Есть немало изображений новых уличных фонарей во всем их разнообразии, стилизованных под барокко или классицизм; порой показаны также газометры и многосложные реторты. Авторы рисунков и гравюр не упустили возможности высмеять минувшую эпоху фонарщиков, однако новое освещение тоже иной раз представлено с невыгодной стороны. Если на одной карикатуре из цикла, озаглавленного «Лондонский казус», фонарщик старых времен, стоя на своей стремянке, проливает масло на незадачливого прохожего, то на другой показан взрыв газа в аптеке. Боязнь воспламенения была одной из причин того, что в жилищах до 1840‑х годов газ использовался лишь в ограниченной мере. Тем не менее в 1823 году за рынок уже боролись четыре частные газовые компании, которые, проложив двести миль подземных магистральных труб, главным образом обслуживали опять-таки крупные магазины.

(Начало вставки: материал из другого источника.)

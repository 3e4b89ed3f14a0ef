//! Integration Test: Panic-Free Core
//!
//! **Policy**: The core library propagates errors with `?` and typed error
//! enums. A failed session must never take an accept loop down with it, so
//! production code in `styx-core` MUST NOT use `.unwrap()` or `.expect(..)`,
//! and MUST NOT end the process; only the daemon decides the exit status.

use architectural_enforcement::{report, scan_production};

fn is_panicking_shortcut(code: &str) -> bool {
    code.contains(".unwrap()") || code.contains(".expect(")
}

fn is_process_exit(code: &str) -> bool {
    code.contains("process::exit") || code.contains("process::abort")
}

#[test]
fn test_no_unwrap_or_expect_in_core() {
    report(
        ".unwrap()/.expect() in styx-core production code",
        &scan_production("styx/core/src", is_panicking_shortcut),
    );
}

#[test]
fn test_no_process_exit_in_core() {
    report(
        "process exit in styx-core",
        &scan_production("styx/core/src", is_process_exit),
    );
}

#[test]
fn test_detectors() {
    assert!(is_panicking_shortcut("let x = y.unwrap();"));
    assert!(is_panicking_shortcut("y.expect(\"msg\")"));
    assert!(!is_panicking_shortcut("y.unwrap_or_else(f)"));
    assert!(!is_panicking_shortcut("y.unwrap_or_default()"));
    assert!(is_process_exit("std::process::exit(1)"));
}
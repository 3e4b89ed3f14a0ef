//! Styx Core - Transport-Agnostic Connection Acceptance
//!
//! This crate is the connection layer of the styx file server. It turns a
//! list of listen/dial target URLs into running accept and dial loops and
//! hands every connection to its own, independently constructed protocol
//! session. It knows nothing about the wire protocol itself.
//!
//! # Architecture
//!
//! ```text
//!   "tcp://127.0.0.1:5640"   "file:///run/styx.sock"   "hyperv-connect://vm/svc"
//!            │                        │                          │
//!            ▼                        ▼                          ▼
//!     ┌─────────────────────── target::classify ──────────────────────┐
//!     │                        TransportSpec                          │
//!     └──────────────────── transport::materialize ───────────────────┘
//!            │                        │                          │
//!      BoundListener            BoundListener              dyn Dial
//!            │                        │                          │
//!       AcceptLoop               AcceptLoop                  DialLoop
//!       (spawn per conn)        (spawn per conn)          (await per conn)
//!            └────────────────────────┼──────────────────────────┘
//!                                     ▼
//!                              SessionHandler
//!                    RootFactory::create + ProtocolServer::accept
//! ```
//!
//! # Module Overview
//!
//! - [`target`]: parse target strings into [`TransportSpec`]
//! - [`transport`]: bind listeners, build dialers, the [`Connection`] stream
//! - [`session`]: per-connection handler and the collaborator traits
//! - [`serve`]: accept loop (passive kinds) and dial loop (active kind)
//! - [`orchestrator`]: run every target concurrently, escalate fatal errors
//! - [`shutdown`]: explicit shutdown context fed by the daemon's signals
//! - [`config`]: layered TOML/env/CLI configuration
//! - [`store`]: reference in-memory store and line protocol

#![deny(missing_docs)]
#![deny(clippy::all)]
#![warn(clippy::pedantic)]
#![allow(clippy::module_name_repetitions)]

pub mod config;
pub mod orchestrator;
pub mod serve;
pub mod session;
pub mod shutdown;
pub mod store;
pub mod target;
pub mod transport;

// Re-exports for convenience
pub use orchestrator::{FatalError, Orchestrator, ServeOptions, DEFAULT_BACKLOG};
pub use serve::{AcceptLoop, Dial, DialLoop, DIAL_BACKOFF};
pub use session::{
    ConnectionId, ProtocolError, ProtocolServer, RootError, RootFactory, SessionHandler,
    SessionOutcome, SessionRegistry,
};
pub use shutdown::{ExitReason, ShutdownContext};
pub use store::{LineProtocol, MemoryStore, SessionRoot, StoreKind, StoreOptions};
pub use target::{classify, ClassifyOptions, HyperVAddress, TargetError, TransportSpec};
pub use transport::{materialize, BindError, BoundListener, Connection, Endpoint, Listener};

// Config exports
pub use config::{
    default_config_path, load_config, load_config_from_path, ConfigError, ConfigOverrides,
    ConfigSource, StyxConfig, StyxToml,
};
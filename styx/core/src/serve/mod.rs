//! Connection Loops
//!
//! Each target runs exactly one loop for as long as the server runs:
//! - [`AcceptLoop`] for passive kinds: accept, spawn a session, repeat.
//!   Sessions run concurrently with each other and with accepting.
//! - [`DialLoop`] for the active kind: dial, serve the session to
//!   completion, repeat. At most one session per dial loop at a time; failed
//!   dials are retried after [`DIAL_BACKOFF`].
//!
//! Neither loop ever ends on its own. Recoverable failures (accept errors,
//! dial errors, session errors) are logged and the loop carries on. Only a
//! failure to start listening leaves [`AcceptLoop::run`].

mod accept_loop;
mod dial_loop;

pub use accept_loop::AcceptLoop;
pub use dial_loop::{DialLoop, DIAL_BACKOFF};

pub use crate::transport::Dial;
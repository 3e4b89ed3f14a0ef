//! Architectural Enforcement Integration Tests
//!
//! This package contains integration tests that enforce architectural
//! principles on the production sources of the styx crates:
//! - No thread sleeps (the dial backoff uses `tokio::time::sleep`)
//! - No panicking shortcuts in the core library
//! - Only the daemon ends the process
//!
//! These tests are designed to catch violations early in the development
//! cycle. They scan source text, so they are deliberately simple.

use std::fs;
use std::path::{Path, PathBuf};

/// A forbidden pattern found in production code
#[derive(Debug, Clone, PartialEq, Eq)]
pub struct Violation {
    /// File the pattern was found in
    pub path: PathBuf,
    /// One-based line number
    pub line: usize,
    /// The offending line, trimmed
    pub text: String,
}

impl std::fmt::Display for Violation {
    fn fmt(&self, f: &mut std::fmt::Formatter<'_>) -> std::fmt::Result {
        write!(f, "{}:{} - {}", self.path.display(), self.line, self.text)
    }
}

/// Workspace root, two levels above this package
#[must_use]
pub fn workspace_root() -> PathBuf {
    Path::new(env!("CARGO_MANIFEST_DIR"))
        .join("..")
        .join("..")
}

/// Whether a line opens the test-only part of a file
///
/// Test modules sit at the end of each file, so everything from the first
/// `#[cfg(test)]` (or `#[cfg(all(test, ...))]`) on is test code.
#[must_use]
pub fn starts_test_code(line: &str) -> bool {
    let line = line.trim_start();
    line.starts_with("#[cfg(") && line.contains("test")
}

/// The code part of a line, with any `//` comment removed
#[must_use]
pub fn code_part(line: &str) -> &str {
    line.split("//").next().unwrap_or(line)
}

/// Scan the production part of every `.rs` file under `dir`
///
/// `dir` is relative to the workspace root. Lines are checked with comments
/// stripped; files stop being scanned at their test module.
pub fn scan_production(dir: &str, forbidden: impl Fn(&str) -> bool) -> Vec<Violation> {
    let root = workspace_root().join(dir);
    let mut violations = Vec::new();

    for entry in walkdir::WalkDir::new(&root)
        .into_iter()
        .filter_map(Result::ok)
        .filter(|e| e.path().extension().and_then(|s| s.to_str()) == Some("rs"))
    {
        let Ok(content) = fs::read_to_string(entry.path()) else {
            continue;
        };

        for (idx, line) in content.lines().enumerate() {
            if starts_test_code(line) {
                break;
            }
            if forbidden(code_part(line)) {
                violations.push(Violation {
                    path: entry.path().to_path_buf(),
                    line: idx + 1,
                    text: line.trim().to_string(),
                });
            }
        }
    }

    violations
}

/// Panic with a readable report if there are any violations
pub fn report(rule: &str, violations: &[Violation]) {
    if violations.is_empty() {
        return;
    }

    eprintln!("\n❌ {rule}\n");
    for violation in violations {
        eprintln!("  ❌ {violation}");
    }
    panic!(
        "\nFound {} violation(s) of: {rule}\nFix these before merging!",
        violations.len()
    );
}

#[cfg(test)]
mod tests {
    use super::*;

    #[test]
    fn test_code_part_strips_comments() {
        assert_eq!(code_part("let x = 1; // x.unwrap()"), "let x = 1; ");
        assert_eq!(code_part("/// doc .unwrap()"), "");
    }

    #[test]
    fn test_starts_test_code() {
        assert!(starts_test_code("#[cfg(test)]"));
        assert!(starts_test_code("    #[cfg(all(test, unix))]"));
        assert!(!starts_test_code("#[cfg(unix)]"));
    }

    #[test]
    fn test_workspace_root_has_core_crate() {
        assert!(workspace_root().join("styx").join("core").join("Cargo.toml").exists());
    }
}
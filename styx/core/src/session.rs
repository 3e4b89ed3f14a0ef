//! Connection Handler
//!
//! One [`SessionHandler::handle`] call owns one connection from start to
//! finish:
//!
//! 1. build a fresh root through the [`RootFactory`]
//! 2. hand root and connection to the [`ProtocolServer`]
//! 3. contain whatever goes wrong (protocol errors, root errors, panics)
//! 4. close the connection
//!
//! Nothing escapes to the caller, so an accept or dial loop can never be
//! taken down by a single client.
//!
//! # Root Isolation
//!
//! Roots carry per-client state (command-style files answer differently per
//! client), so every connection gets its own root, created lazily right
//! before the protocol starts. Roots are moved into the protocol and never
//! shared.

use std::any::Any;
use std::io;
use std::panic::AssertUnwindSafe;
use std::sync::Arc;
use std::time::Instant;

use async_trait::async_trait;
use dashmap::DashMap;
use futures::FutureExt;
use thiserror::Error;
use tracing::{debug, error, Instrument};

use crate::transport::Connection;

pub use crate::transport::ConnectionId;

/// Recoverable, protocol-level failure of one session
#[derive(Debug, Error)]
pub enum ProtocolError {
    /// IO error on the connection
    #[error("IO error: {0}")]
    Io(#[from] io::Error),

    /// The client sent something the protocol cannot interpret
    #[error("Protocol violation: {0}")]
    Violation(String),

    /// A single message exceeded the protocol's limit
    #[error("Message too large: {size} bytes (limit {limit})")]
    MessageTooLarge {
        /// Observed size
        size: usize,
        /// Configured limit
        limit: usize,
    },
}

/// Failure to construct a session root
///
/// Treated as an unexpected fault of that one connection.
#[derive(Debug, Error)]
pub enum RootError {
    /// The backing store cannot hand out roots right now
    #[error("Store unavailable: {0}")]
    Unavailable(String),
}

/// Produces one private root per connection
///
/// Called concurrently from any number of sessions; implementations must
/// not block on other connections.
#[async_trait]
pub trait RootFactory: Send + Sync + 'static {
    /// Per-connection root handed to the protocol
    type Root: Send + 'static;

    /// Build a fresh root
    async fn create(&self) -> Result<Self::Root, RootError>;
}

/// Drives one connection to completion
#[async_trait]
pub trait ProtocolServer<R>: Send + Sync + 'static {
    /// Serve the client until it disconnects or a protocol error occurs
    ///
    /// The root is consumed; it must not outlive this call.
    async fn accept(&self, root: R, connection: &mut Connection) -> Result<(), ProtocolError>;
}

/// How a session ended
#[derive(Clone, Debug, PartialEq, Eq)]
pub enum SessionOutcome {
    /// Protocol finished normally
    Completed,
    /// Protocol reported a recoverable error (logged at debug level)
    Rejected(String),
    /// Root construction failed or something panicked (logged at error level)
    Faulted(String),
}

enum SessionError {
    Root(RootError),
    Protocol(ProtocolError),
}

/// Bookkeeping for one active session
#[derive(Clone, Debug)]
pub struct SessionInfo {
    /// Peer description as reported by the transport
    pub peer: String,
    /// When the session started
    pub started_at: Instant,
}

/// Tracks which sessions are currently active
///
/// Purely observational: used for log fields and introspection, never for
/// control flow.
#[derive(Clone, Debug, Default)]
pub struct SessionRegistry {
    sessions: Arc<DashMap<ConnectionId, SessionInfo>>,
}

impl SessionRegistry {
    /// Create an empty registry
    #[must_use]
    pub fn new() -> Self {
        Self::default()
    }

    /// Number of active sessions
    #[must_use]
    pub fn len(&self) -> usize {
        self.sessions.len()
    }

    /// Whether no session is active
    #[must_use]
    pub fn is_empty(&self) -> bool {
        self.sessions.is_empty()
    }

    /// Snapshot of the active sessions
    #[must_use]
    pub fn snapshot(&self) -> Vec<(ConnectionId, SessionInfo)> {
        self.sessions
            .iter()
            .map(|entry| (*entry.key(), entry.value().clone()))
            .collect()
    }

    fn register(&self, conn_id: ConnectionId, peer: &str) -> SessionGuard {
        self.sessions.insert(
            conn_id,
            SessionInfo {
                peer: peer.to_string(),
                started_at: Instant::now(),
            },
        );
        SessionGuard {
            conn_id,
            sessions: Arc::clone(&self.sessions),
        }
    }
}

/// Removes a session from the registry on every exit path
struct SessionGuard {
    conn_id: ConnectionId,
    sessions: Arc<DashMap<ConnectionId, SessionInfo>>,
}

impl Drop for SessionGuard {
    fn drop(&mut self) {
        self.sessions.remove(&self.conn_id);
    }
}

/// Runs sessions for one root factory and protocol pair
pub struct SessionHandler<F, P> {
    factory: Arc<F>,
    protocol: Arc<P>,
    registry: SessionRegistry,
}

impl<F, P> Clone for SessionHandler<F, P> {
    fn clone(&self) -> Self {
        Self {
            factory: Arc::clone(&self.factory),
            protocol: Arc::clone(&self.protocol),
            registry: self.registry.clone(),
        }
    }
}

impl<F, P> SessionHandler<F, P>
where
    F: RootFactory,
    P: ProtocolServer<F::Root>,
{
    /// Create a handler
    pub fn new(factory: Arc<F>, protocol: Arc<P>) -> Self {
        Self {
            factory,
            protocol,
            registry: SessionRegistry::new(),
        }
    }

    /// The registry of sessions this handler is running
    #[must_use]
    pub fn registry(&self) -> &SessionRegistry {
        &self.registry
    }

    /// Serve one connection; always consumes and closes it
    pub async fn handle(&self, connection: Connection) -> SessionOutcome {
        let span = tracing::info_span!(
            "connection",
            conn_id = %connection.id(),
            peer = %connection.peer()
        );
        self.handle_inner(connection).instrument(span).await
    }

    async fn handle_inner(&self, mut connection: Connection) -> SessionOutcome {
        let _guard = self.registry.register(connection.id(), connection.peer());
        debug!(active_sessions = self.registry.len(), "Session started");

        let outcome = match AssertUnwindSafe(self.run(&mut connection))
            .catch_unwind()
            .await
        {
            Ok(Ok(())) => SessionOutcome::Completed,
            Ok(Err(SessionError::Protocol(e))) => {
                debug!(error = %e, "Session ended with protocol error");
                SessionOutcome::Rejected(e.to_string())
            }
            Ok(Err(SessionError::Root(e))) => {
                error!(error = %e, "Failed to construct session root");
                SessionOutcome::Faulted(e.to_string())
            }
            Err(panic) => {
                let description = panic_description(panic.as_ref());
                error!(fault = %description, "Session faulted");
                SessionOutcome::Faulted(description)
            }
        };

        if let Err(e) = connection.close().await {
            debug!(error = %e, "Connection already closed by peer");
        }
        drop(connection);

        debug!(outcome = ?outcome, "Session finished");
        outcome
    }

    async fn run(&self, connection: &mut Connection) -> Result<(), SessionError> {
        let root = self.factory.create().await.map_err(SessionError::Root)?;
        self.protocol
            .accept(root, connection)
            .await
            .map_err(SessionError::Protocol)
    }
}

fn panic_description(panic: &(dyn Any + Send)) -> String {
    if let Some(message) = panic.downcast_ref::<&str>() {
        format!("panic: {message}")
    } else if let Some(message) = panic.downcast_ref::<String>() {
        format!("panic: {message}")
    } else {
        "panic with non-string payload".to_string()
    }
}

Лавки XVIII века с их узкими оконцами и кривыми стеклами освещались изнутри сальными свечками или мерцающими масляными лампами. Но в следующем столетии с возникновением новых больших магазинов мгла вечерних сумерек вдруг стала каждодневным «предвестьем такого сияния, каким солнце никогда не озаряет закоулки и расселины, по которым струится транспорт; широкие потоки газа метеорами вспыхивают во всех углах переполненного добром торгового зала». Новое газовое освещение, как считалось, не только изгонит с улиц порок и преступность, но и существенно повысит быстроту и объем торговли. Истинно лондонский свет! «Вечером – вот когда надо видеть Лондон! – писала Флора Тристан в „Лондонском дневнике“ за 1840 год. – Магически освещенный миллионами газовых огней, этот город поистине великолепен! Вот его широкие улицы, уходящие вдаль, вот магазины, где потоки света являют взору искрящееся многоцветье всего, что создал изощренный человеческий ум». Похожим энтузиазмом проникнуто описание Стрэнда, где «магазины – сама яркость, само чудо», и другой большой улицы, на которой «кажется, что магазины целиком сделаны из стекла». Закрадывается мысль, что великое новое сияние было сиянием бурно расцветающей коммерции.